2 min read

On the value of your time

On the value of your time
Photo by StellrWeb / Unsplash

Regardless of how much money you have right now in your bank account or in your assets, that is an amount you are likely aware of. And this varies from person to person, and day to day, depending on your incoming/outgoing cashflows.

Time on the other hand is fixed, each of us has 24hrs of it per day. Jeff Bezos, me, you and a stranger on the street, we all have 24hrs. What could be the value of those 24hrs?

I was recently reading an article by Eunse Lee, who is having a look at the value of an hour of time from the perspective of a startup founder, but I think his concept could be applied on a larger scale.

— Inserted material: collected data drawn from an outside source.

use async_trait::async_trait;
use chrono::{DateTime, NaiveDate, NaiveDateTime, Utc};
use futures_util::StreamExt;
use sqlx::{FromRow, MySqlPool};

use crate::error::AttendanceError;
use crate::model::attendance::{AttendanceEntry, AttendanceRecord, AttendanceStatus, CheckMethod};
use crate::model::settings::GeoPoint;
use crate::store::AttendanceStore;

/// MySQL-backed store. The `UNIQUE KEY (employee_id, date)` index is what
/// makes the first insert of a day atomic: a racing duplicate surfaces as
/// SQLSTATE 23000 and is mapped to `AlreadyCheckedIn`. Check-out relies on
/// a conditional UPDATE instead, so a stale writer simply affects zero rows.
///
/// See `schema.sql` for the table definition. Queries bind at runtime so the
/// crate builds without a reachable database.
pub struct MySqlAttendanceStore {
    pool: MySqlPool,
}

impl MySqlAttendanceStore {
    pub fn new(pool: MySqlPool) -> Self {
        Self { pool }
    }

    async fn fetch_by_key(
        &self,
        employee_id: u64,
        date: NaiveDate,
    ) -> Result<Option<AttendanceRecord>, AttendanceError> {
        let sql = format!("SELECT {COLUMNS} FROM attendance WHERE employee_id = ? AND date = ?");
        let row = sqlx::query_as::<_, AttendanceRow>(&sql)
            .bind(employee_id)
            .bind(date)
            .fetch_optional(&self.pool)
            .await
            .map_err(|e| log_db_error("fetch attendance by day", e))?;
        row.map(AttendanceRow::into_record).transpose()
    }

    async fn fetch_by_id(
        &self,
        record_id: u64,
    ) -> Result<Option<AttendanceRecord>, AttendanceError> {
        let sql = format!("SELECT {COLUMNS} FROM attendance WHERE id = ?");
        let row = sqlx::query_as::<_, AttendanceRow>(&sql)
            .bind(record_id)
            .fetch_optional(&self.pool)
            .await
            .map_err(|e| log_db_error("fetch attendance by id", e))?;
        row.map(AttendanceRow::into_record).transpose()
    }
}

const COLUMNS: &str = "id, employee_id, date, \
     check_in_at, check_in_lat, check_in_lng, check_in_accuracy_m, \
     check_in_address, check_in_photo, check_in_method, check_in_verified, \
     check_out_at, check_out_lat, check_out_lng, check_out_accuracy_m, \
     check_out_address, check_out_photo, check_out_method, check_out_verified, \
     status, notes, approved_by, created_at, updated_at";

#[derive(FromRow)]
struct AttendanceRow {
    id: u64,
    employee_id: u64,
    date: NaiveDate,
    check_in_at: Option<NaiveDateTime>,
    check_in_lat: Option<f64>,
    check_in_lng: Option<f64>,
    check_in_accuracy_m: Option<f64>,
    check_in_address: Option<String>,
    check_in_photo: Option<String>,
    check_in_method: Option<String>,
    check_in_verified: bool,
    check_out_at: Option<NaiveDateTime>,
    check_out_lat: Option<f64>,
    check_out_lng: Option<f64>,
    check_out_accuracy_m: Option<f64>,
    check_out_address: Option<String>,
    check_out_photo: Option<String>,
    check_out_method: Option<String>,
    check_out_verified: bool,
    status: String,
    notes: Option<String>,
    approved_by: Option<u64>,
    created_at: DateTime<Utc>,
    updated_at: DateTime<Utc>,
}

impl AttendanceRow {
    fn into_record(self) -> Result<AttendanceRecord, AttendanceError> {
        let status = self.status.parse::<AttendanceStatus>().map_err(|_| {
            AttendanceError::Storage(format!(
                "unknown status '{}' on record {}",
                self.status, self.id
            ))
        })?;

        let check_in = entry_from_columns(
            self.id,
            self.check_in_at,
            self.check_in_lat,
            self.check_in_lng,
            self.check_in_accuracy_m,
            self.check_in_address,
            self.check_in_photo,
            self.check_in_method,
            self.check_in_verified,
        )?;
        let check_out = entry_from_columns(
            self.id,
            self.check_out_at,
            self.check_out_lat,
            self.check_out_lng,
            self.check_out_accuracy_m,
            self.check_out_address,
            self.check_out_photo,
            self.check_out_method,
            self.check_out_verified,
        )?;

        let mut record = AttendanceRecord {
            id: self.id,
            employee_id: self.employee_id,
            date: self.date,
            check_in,
            check_out,
            total_hours: None,
            status,
            notes: self.notes,
            approved_by: self.approved_by,
            created_at: self.created_at,
            updated_at: self.updated_at,
        };
        // Derived from the stamps on every read; the database carries no
        // total_hours column to drift out of sync.
        record.recompute_total_hours();
        Ok(record)
    }
}

#[allow(clippy::too_many_arguments)]
fn entry_from_columns(
    record_id: u64,
    at: Option<NaiveDateTime>,
    lat: Option<f64>,
    lng: Option<f64>,
    accuracy_meters: Option<f64>,
    address: Option<String>,
    photo: Option<String>,
    method: Option<String>,
    verified: bool,
) -> Result<Option<AttendanceEntry>, AttendanceError> {
    let Some(timestamp) = at else {
        return Ok(None);
    };
    let method = method
        .as_deref()
        .unwrap_or("manual")
        .parse::<CheckMethod>()
        .map_err(|_| {
            AttendanceError::Storage(format!("unknown check method on record {record_id}"))
        })?;
    let location = match (lat, lng) {
        (Some(latitude), Some(longitude)) => Some(GeoPoint {
            latitude,
            longitude,
        }),
        _ => None,
    };
    Ok(Some(AttendanceEntry {
        timestamp,
        location,
        accuracy_meters,
        address,
        photo,
        method,
        verified,
    }))
}

fn log_db_error(operation: &str, e: sqlx::Error) -> AttendanceError {
    tracing::error!(error = %e, operation, "attendance query failed");
    AttendanceError::from(e)
}

#[async_trait]
impl AttendanceStore for MySqlAttendanceStore {
    async fn today_record(
        &self,
        employee_id: u64,
        date: NaiveDate,
    ) -> Result<Option<AttendanceRecord>, AttendanceError> {
        self.fetch_by_key(employee_id, date).await
    }

    async fn can_check_in(
        &self,
        employee_id: u64,
        date: NaiveDate,
    ) -> Result<bool, AttendanceError> {
        let row = sqlx::query_as::<_, (Option<NaiveDateTime>,)>(
            "SELECT check_in_at FROM attendance WHERE employee_id = ? AND date = ?",
        )
        .bind(employee_id)
        .bind(date)
        .fetch_optional(&self.pool)
        .await
        .map_err(|e| log_db_error("check-in precondition", e))?;

        Ok(match row {
            None => true,
            Some((check_in_at,)) => check_in_at.is_none(),
        })
    }

    async fn can_check_out(
        &self,
        employee_id: u64,
        date: NaiveDate,
    ) -> Result<bool, AttendanceError> {
        let row = sqlx::query_as::<_, (Option<NaiveDateTime>, Option<NaiveDateTime>)>(
            "SELECT check_in_at, check_out_at FROM attendance WHERE employee_id = ? AND date = ?",
        )
        .bind(employee_id)
        .bind(date)
        .fetch_optional(&self.pool)
        .await
        .map_err(|e| log_db_error("check-out precondition", e))?;

        Ok(matches!(row, Some((Some(_), None))))
    }

    async fn create_check_in(
        &self,
        employee_id: u64,
        date: NaiveDate,
        entry: AttendanceEntry,
        status: AttendanceStatus,
        notes: Option<String>,
        now: DateTime<Utc>,
    ) -> Result<AttendanceRecord, AttendanceError> {
        let insert = sqlx::query(
            r#"
            INSERT INTO attendance
                (employee_id, date, check_in_at, check_in_lat, check_in_lng,
                 check_in_accuracy_m, check_in_address, check_in_photo,
                 check_in_method, check_in_verified, status, notes,
                 created_at, updated_at)
            VALUES (?, ?, ?, ?, ?, ?, ?, ?, ?, ?, ?, ?, ?, ?)
            "#,
        )
        .bind(employee_id)
        .bind(date)
        .bind(entry.timestamp)
        .bind(entry.location.map(|p| p.latitude))
        .bind(entry.location.map(|p| p.longitude))
        .bind(entry.accuracy_meters)
        .bind(&entry.address)
        .bind(&entry.photo)
        .bind(entry.method.to_string())
        .bind(entry.verified)
        .bind(status.to_string())
        .bind(&notes)
        .bind(now)
        .bind(now)
        .execute(&self.pool)
        .await;

        match insert {
            Ok(_) => {}
            Err(e) => {
                let duplicate_day = matches!(
                    &e,
                    sqlx::Error::Database(db_err) if db_err.code().as_deref() == Some("23000")
                );
                if !duplicate_day {
                    return Err(log_db_error("create check-in", e));
                }

                // The day row already exists; claim its check-in slot only
                // if it is still empty (a leave day filed by an external
                // flow has a row but no check-in).
                let result = sqlx::query(
                    r#"
                    UPDATE attendance
                    SET check_in_at = ?, check_in_lat = ?, check_in_lng = ?,
                        check_in_accuracy_m = ?, check_in_address = ?,
                        check_in_photo = ?, check_in_method = ?,
                        check_in_verified = ?, status = ?,
                        notes = COALESCE(?, notes), updated_at = ?
                    WHERE employee_id = ? AND date = ? AND check_in_at IS NULL
                    "#,
                )
                .bind(entry.timestamp)
                .bind(entry.location.map(|p| p.latitude))
                .bind(entry.location.map(|p| p.longitude))
                .bind(entry.accuracy_meters)
                .bind(&entry.address)
                .bind(&entry.photo)
                .bind(entry.method.to_string())
                .bind(entry.verified)
                .bind(status.to_string())
                .bind(&notes)
                .bind(now)
                .bind(employee_id)
                .bind(date)
                .execute(&self.pool)
                .await
                .map_err(|e| log_db_error("attach check-in", e))?;

                if result.rows_affected() == 0 {
                    return Err(AttendanceError::AlreadyCheckedIn);
                }
            }
        }

        self.fetch_by_key(employee_id, date).await?.ok_or_else(|| {
            AttendanceError::Storage(format!(
                "check-in committed but record vanished for employee {employee_id} on {date}"
            ))
        })
    }

    async fn apply_check_out(
        &self,
        employee_id: u64,
        date: NaiveDate,
        entry: AttendanceEntry,
        status: AttendanceStatus,
        now: DateTime<Utc>,
    ) -> Result<AttendanceRecord, AttendanceError> {
        let result = sqlx::query(
            r#"
            UPDATE attendance
            SET check_out_at = ?, check_out_lat = ?, check_out_lng = ?,
                check_out_accuracy_m = ?, check_out_address = ?,
                check_out_photo = ?, check_out_method = ?,
                check_out_verified = ?, status = ?, updated_at = ?
            WHERE employee_id = ? AND date = ?
              AND check_in_at IS NOT NULL AND check_out_at IS NULL
            "#,
        )
        .bind(entry.timestamp)
        .bind(entry.location.map(|p| p.latitude))
        .bind(entry.location.map(|p| p.longitude))
        .bind(entry.accuracy_meters)
        .bind(&entry.address)
        .bind(&entry.photo)
        .bind(entry.method.to_string())
        .bind(entry.verified)
        .bind(status.to_string())
        .bind(now)
        .bind(employee_id)
        .bind(date)
        .execute(&self.pool)
        .await
        .map_err(|e| log_db_error("apply check-out", e))?;

        if result.rows_affected() == 0 {
            return Err(AttendanceError::NotCheckedIn);
        }

        self.fetch_by_key(employee_id, date).await?.ok_or_else(|| {
            AttendanceError::Storage(format!(
                "check-out committed but record vanished for employee {employee_id} on {date}"
            ))
        })
    }

    async fn approve(
        &self,
        record_id: u64,
        approver_id: u64,
        now: DateTime<Utc>,
    ) -> Result<AttendanceRecord, AttendanceError> {
        // Verification only ever moves 0 -> 1. An already-verified record
        // matches no row and falls through to the plain fetch below, which
        // makes the second approval a no-op.
        sqlx::query(
            r#"
            UPDATE attendance
            SET check_in_verified = IF(check_in_at IS NULL, check_in_verified, 1),
                check_out_verified = IF(check_out_at IS NULL, check_out_verified, 1),
                approved_by = ?, updated_at = ?
            WHERE id = ?
              AND ((check_in_at IS NOT NULL AND check_in_verified = 0)
                OR (check_out_at IS NOT NULL AND check_out_verified = 0))
            "#,
        )
        .bind(approver_id)
        .bind(now)
        .bind(record_id)
        .execute(&self.pool)
        .await
        .map_err(|e| log_db_error("approve attendance", e))?;

        self.fetch_by_id(record_id)
            .await?
            .ok_or(AttendanceError::RecordNotFound)
    }

    async fn list_range(
        &self,
        employee_id: u64,
        start: NaiveDate,
        end: NaiveDate,
    ) -> Result<Vec<AttendanceRecord>, AttendanceError> {
        let sql = format!(
            "SELECT {COLUMNS} FROM attendance \
             WHERE employee_id = ? AND date BETWEEN ? AND ? \
             ORDER BY date ASC"
        );
        let mut stream = sqlx::query_as::<_, AttendanceRow>(&sql)
            .bind(employee_id)
            .bind(start)
            .bind(end)
            .fetch(&self.pool);

        let mut records = Vec::new();
        while let Some(row) = stream.next().await {
            let row = row.map_err(|e| log_db_error("list attendance range", e))?;
            records.push(row.into_record()?);
        }
        Ok(records)
    }
}
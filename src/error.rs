use actix_web::{HttpResponse, http::StatusCode};
use derive_more::Display;

/// Everything a check-in/check-out/approval attempt can fail with. Each
/// variant renders as one actionable client-facing message; backend detail
/// never leaks past `Storage`.
#[derive(Debug, Display, Clone, PartialEq, Eq)]
pub enum AttendanceError {
    #[display(fmt = "Already checked in today")]
    AlreadyCheckedIn,
    #[display(fmt = "No active check-in found for today")]
    NotCheckedIn,
    #[display(fmt = "Location permission denied")]
    PermissionDenied,
    #[display(fmt = "Could not acquire your location, please try again")]
    LocationUnavailable,
    #[display(fmt = "GPS accuracy is too low to verify your location")]
    LocationAccuracy,
    #[display(fmt = "You must be at the workplace to check in or out")]
    OutOfRange,
    #[display(fmt = "Attendance record not found")]
    RecordNotFound,
    #[display(fmt = "You are not allowed to approve attendance records")]
    Unauthorized,
    #[display(fmt = "start_date cannot be after end_date")]
    InvalidRange,
    #[display(fmt = "Internal Server Error")]
    Storage(String),
}

impl std::error::Error for AttendanceError {}

impl actix_web::ResponseError for AttendanceError {
    fn status_code(&self) -> StatusCode {
        match self {
            AttendanceError::AlreadyCheckedIn
            | AttendanceError::NotCheckedIn
            | AttendanceError::LocationAccuracy
            | AttendanceError::OutOfRange
            | AttendanceError::InvalidRange => StatusCode::BAD_REQUEST,
            AttendanceError::PermissionDenied | AttendanceError::Unauthorized => {
                StatusCode::FORBIDDEN
            }
            AttendanceError::RecordNotFound => StatusCode::NOT_FOUND,
            AttendanceError::LocationUnavailable => StatusCode::SERVICE_UNAVAILABLE,
            AttendanceError::Storage(_) => StatusCode::INTERNAL_SERVER_ERROR,
        }
    }

    fn error_response(&self) -> HttpResponse {
        HttpResponse::build(self.status_code()).json(serde_json::json!({
            "message": self.to_string()
        }))
    }
}

impl From<sqlx::Error> for AttendanceError {
    fn from(e: sqlx::Error) -> Self {
        AttendanceError::Storage(e.to_string())
    }
}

[$1HrValueofYourTime] = [$HowMuchYouWantToMake@Exit] / [#HoursYouNeedToPutIn]

Firstly, let's have a look at the startup founder's perspective. To make calculations easier, let's skip the company ownership %-s and exit value of the company and possible applied taxes as those can all vary depending on your current situation and jurisdiction. Let's use the net, post-taxes real money you want to appear on your bank account.

Scenario 1: the 4-yr sprint to 20M
You want to exit with 20M USD and to get there you're putting in 15017.14hrs (12hrs a day, 6 days a week over 4 year period). In this case, 1hr value of your time would be 20 000 000 / 15 017.14 = 1 331.81 USD/hr.

Scenario 2: the 2-yr sprint to 400M
This is inspired by Kevin Systrom, based on Wikipedia and his Instagram exit terms in 2012. Let's say he was putting in 16hrs/day over each day in 2 year period, that makes 11 680 hours with a value of 400 000 000 / 11 680 = 34 246.57 USD/hr.

You can calculate your personal scenario and your value based on how many hours you are putting in and how much you want to make. And then use this as a reference guide for evaluating different opportunities coming on your way.

Now, if you are not a founder, you could modify this framework to fit your conditions to evaluate different other opportunities, may they be jobs with variable pay and hour requirements or something else.

In any case, you want to get it all down to one comparable metric, so that you could compare $/hr and $/hr.

The same way you compare groceries in the store, by looking at their $/kg or $/l values across different producers of the same kind of product.

I would modify this framework to fit the considerations if you consider doing something yourself or delegating/outsourcing the task to someone else or a product.

[$1HrValueofTime] = [$HowMuchYouWouldPayForProductOrService] / [#HoursYouNeedToPutInIfDoingYourself]

Paying 9 USD a month for app service, solving a problem which you could do yourself, but spending 9 hours on it, makes your value of time a mere 1 USD.  In this case, it is a no-brainer to pay for that service, even though in you could do it yourself, just it would be a bad use of your time, from the value perspective.

Paying 500 USD that saves just 10 minutes of your time might however be already a more complicated question, depending on how much you value your time - if your value of time is over 3 000USD/hr, that 500USD for saving 10 minutes is actually still a good deal.

Every hour you have in this life has value. It is up to you what you want to focus on and at what rate and select what other things to delegate.